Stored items
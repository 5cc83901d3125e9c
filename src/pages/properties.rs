//! Public listing browser: remote fetch narrowed by listing type, with a
//! purely local free-text refinement over title and location.

use std::sync::Arc;

use tracing::{debug, warn};

use crate::gateway::{ListingFilter, PropertyGateway};
use crate::models::{Property, PropertyType};
use crate::pages::Toast;

pub struct PropertiesPage {
    gateway: Arc<dyn PropertyGateway>,
    properties: Vec<Property>,
    loading: bool,
    search_term: String,
    type_filter: Option<PropertyType>,
    toast: Option<Toast>,
    // Bumped on every fetch so a result that raced a newer fetch is
    // discarded instead of clobbering fresher rows.
    generation: u64,
}

impl PropertiesPage {
    pub fn new(gateway: Arc<dyn PropertyGateway>) -> Self {
        Self {
            gateway,
            properties: Vec::new(),
            loading: true,
            search_term: String::new(),
            type_filter: None,
            toast: None,
            generation: 0,
        }
    }

    pub async fn mount(&mut self) {
        self.fetch().await;
    }

    /// Changing the remote-side type filter triggers a re-fetch; setting
    /// the same value again does not.
    pub async fn set_type_filter(&mut self, filter: Option<PropertyType>) {
        if self.type_filter == filter {
            return;
        }
        self.type_filter = filter;
        self.fetch().await;
    }

    /// Applied locally on the already-fetched rows; no remote call.
    pub fn set_search_term(&mut self, term: impl Into<String>) {
        self.search_term = term.into();
    }

    async fn fetch(&mut self) {
        self.loading = true;
        self.generation += 1;
        let generation = self.generation;
        let filter = ListingFilter {
            property_type: self.type_filter,
        };
        debug!("Loading listings with filter {:?}", filter);
        match self.gateway.list_active(&filter).await {
            Ok(rows) => {
                if generation == self.generation {
                    self.properties = rows;
                }
            }
            Err(e) => {
                warn!("Listing fetch failed: {}", e);
                self.toast = Some(Toast::error(
                    "Error",
                    "Failed to load properties. Please try again.",
                ));
            }
        }
        self.loading = false;
    }

    /// Fetched rows narrowed by the current search term.
    pub fn visible(&self) -> Vec<&Property> {
        search_filter(&self.properties, &self.search_term)
    }

    pub fn is_loading(&self) -> bool {
        self.loading
    }

    pub fn search_term(&self) -> &str {
        &self.search_term
    }

    pub fn type_filter(&self) -> Option<PropertyType> {
        self.type_filter
    }

    pub fn take_toast(&mut self) -> Option<Toast> {
        self.toast.take()
    }
}

/// Case-insensitive substring match over title OR location. An empty term
/// matches everything.
pub fn search_filter<'a>(properties: &'a [Property], term: &str) -> Vec<&'a Property> {
    let needle = term.to_lowercase();
    properties
        .iter()
        .filter(|p| {
            p.title.to_lowercase().contains(&needle) || p.location.to_lowercase().contains(&needle)
        })
        .collect()
}
//! Station directory: resolves the initial station list from three tiers:
//! the remote radio-browser API, a local JSON file, then a built-in list.
//!
//! Each tier is tried once, in order.  A tier succeeds only when it yields a
//! non-empty list; any failure is logged and the next tier is tried.  The
//! built-in tier cannot fail, so `resolve()` always returns stations.

use std::path::PathBuf;

use serde::{Deserialize, Serialize};
use thiserror::Error;
use tracing::{error, info, warn};

use crate::config::DirectoryConfig;
use crate::station::Station;

#[derive(Debug, Clone, Copy, PartialEq, Eq, Serialize, Deserialize)]
pub enum DirectorySource {
    Remote,
    Local,
    BuiltIn,
}

impl DirectorySource {
    pub fn label(self) -> &'static str {
        match self {
            Self::Remote => "directory",
            Self::Local => "local",
            Self::BuiltIn => "built-in",
        }
    }
}

#[derive(Debug, Error)]
pub enum DirectoryError {
    #[error("request failed: {0}")]
    Http(#[from] reqwest::Error),
    #[error("bad directory url: {0}")]
    Url(String),
    #[error("read failed: {0}")]
    Io(#[from] std::io::Error),
    #[error("not a station array: {0}")]
    Parse(#[from] serde_json::Error),
    #[error("no stations returned")]
    Empty,
}

/// Outcome of `StationDirectory::resolve`.
#[derive(Debug, Clone)]
pub struct Resolved {
    pub stations: Vec<Station>,
    pub source: DirectorySource,
}

/// One record of the radio-browser `stations/search` response.  Only the
/// fields we map are declared; everything else is ignored.  Missing or
/// `null` fields map to empty strings.
#[derive(Debug, Deserialize)]
struct ApiStation {
    #[serde(default)]
    name: Option<String>,
    #[serde(default)]
    url_resolved: Option<String>,
    #[serde(default)]
    favicon: Option<String>,
}

impl From<ApiStation> for Station {
    fn from(s: ApiStation) -> Self {
        Station {
            name: s.name.unwrap_or_default(),
            url: s.url_resolved.unwrap_or_default(),
            logo: s.favicon.filter(|f| !f.is_empty()),
        }
    }
}

pub fn parse_api_response(body: &str) -> Result<Vec<Station>, DirectoryError> {
    let records: Vec<ApiStation> = serde_json::from_str(body)?;
    if records.is_empty() {
        return Err(DirectoryError::Empty);
    }
    Ok(records.into_iter().map(Station::from).collect())
}

pub fn parse_local_stations(body: &str) -> Result<Vec<Station>, DirectoryError> {
    let stations: Vec<Station> = serde_json::from_str(body)?;
    if stations.is_empty() {
        return Err(DirectoryError::Empty);
    }
    Ok(stations)
}

/// Last-resort list used when both the API and the local file fail.
pub fn built_in_stations() -> Vec<Station> {
    vec![
        Station::new("DIGI FM", "https://edge126.rcs-rds.ro/digifm/digifm.mp3"),
        Station::new("Europa FM", "https://astreaming.edi.ro:8443/EuropaFM_aac"),
        Station::new("Radio ZU", "https://live.romaniaradio.ro/zu-bucuresti"),
    ]
}

pub struct StationDirectory {
    client: reqwest::Client,
    api_url: String,
    country: String,
    local_path: PathBuf,
}

impl StationDirectory {
    pub fn new(config: &DirectoryConfig) -> Self {
        Self {
            client: reqwest::Client::new(),
            api_url: config.api_url.clone(),
            country: config.country.clone(),
            local_path: config.local_path.clone(),
        }
    }

    pub async fn fetch_remote(&self) -> Result<Vec<Station>, DirectoryError> {
        let url = reqwest::Url::parse_with_params(&self.api_url, &[("country", &self.country)])
            .map_err(|e| DirectoryError::Url(e.to_string()))?;
        let body = self
            .client
            .get(url)
            .send()
            .await?
            .error_for_status()?
            .text()
            .await?;
        parse_api_response(&body)
    }

    pub async fn read_local(&self) -> Result<Vec<Station>, DirectoryError> {
        let body = tokio::fs::read_to_string(&self.local_path).await?;
        parse_local_stations(&body)
    }

    pub async fn resolve(&self) -> Resolved {
        match self.fetch_remote().await {
            Ok(stations) => {
                info!("Loaded {} stations from API", stations.len());
                return Resolved {
                    stations,
                    source: DirectorySource::Remote,
                };
            }
            Err(e) => warn!("Station API failed, trying local fallback: {}", e),
        }

        match self.read_local().await {
            Ok(stations) => {
                info!(
                    "Loaded {} stations from local fallback {}",
                    stations.len(),
                    self.local_path.display()
                );
                return Resolved {
                    stations,
                    source: DirectorySource::Local,
                };
            }
            Err(e) => error!(
                "Local fallback {} failed, using built-in stations: {}",
                self.local_path.display(),
                e
            ),
        }

        Resolved {
            stations: built_in_stations(),
            source: DirectorySource::BuiltIn,
        }
    }
}

#[cfg(test)]
mod tests {
    use super::*;

    #[test]
    fn test_api_records_map_to_stations() {
        let body = r#"[
            {"name":"Kiss FM","url_resolved":"https://kiss/live","favicon":"https://kiss/icon.png","votes":12},
            {"name":"Magic FM","url_resolved":"https://magic/live","favicon":""}
        ]"#;
        let stations = parse_api_response(body).unwrap();
        assert_eq!(stations.len(), 2);
        assert_eq!(stations[0].url, "https://kiss/live");
        assert_eq!(stations[0].logo.as_deref(), Some("https://kiss/icon.png"));
        assert_eq!(stations[1].logo, None);
    }

    #[test]
    fn test_null_fields_do_not_fail_the_response() {
        let body = r#"[
            {"name":null,"url_resolved":"https://anon/live","favicon":null},
            {"name":"Kiss FM","url_resolved":null}
        ]"#;
        let stations = parse_api_response(body).unwrap();
        assert_eq!(stations.len(), 2);
        assert_eq!(stations[0], Station::new("", "https://anon/live"));
        assert_eq!(stations[1], Station::new("Kiss FM", ""));
    }

    #[test]
    fn test_empty_or_non_array_is_failure() {
        assert!(matches!(parse_api_response("[]"), Err(DirectoryError::Empty)));
        assert!(matches!(
            parse_api_response(r#"{"error":"rate limited"}"#),
            Err(DirectoryError::Parse(_))
        ));
        assert!(matches!(
            parse_local_stations("[]"),
            Err(DirectoryError::Empty)
        ));
    }

    #[test]
    fn test_built_in_order() {
        let names: Vec<String> = built_in_stations().into_iter().map(|s| s.name).collect();
        assert_eq!(names, vec!["DIGI FM", "Europa FM", "Radio ZU"]);
    }
}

TASK ITEM
Scan the entries above. Copy each line that has the string "text".

WRITTEN SOLUTION
//! purely local free-text refinement over title and location.
            .text()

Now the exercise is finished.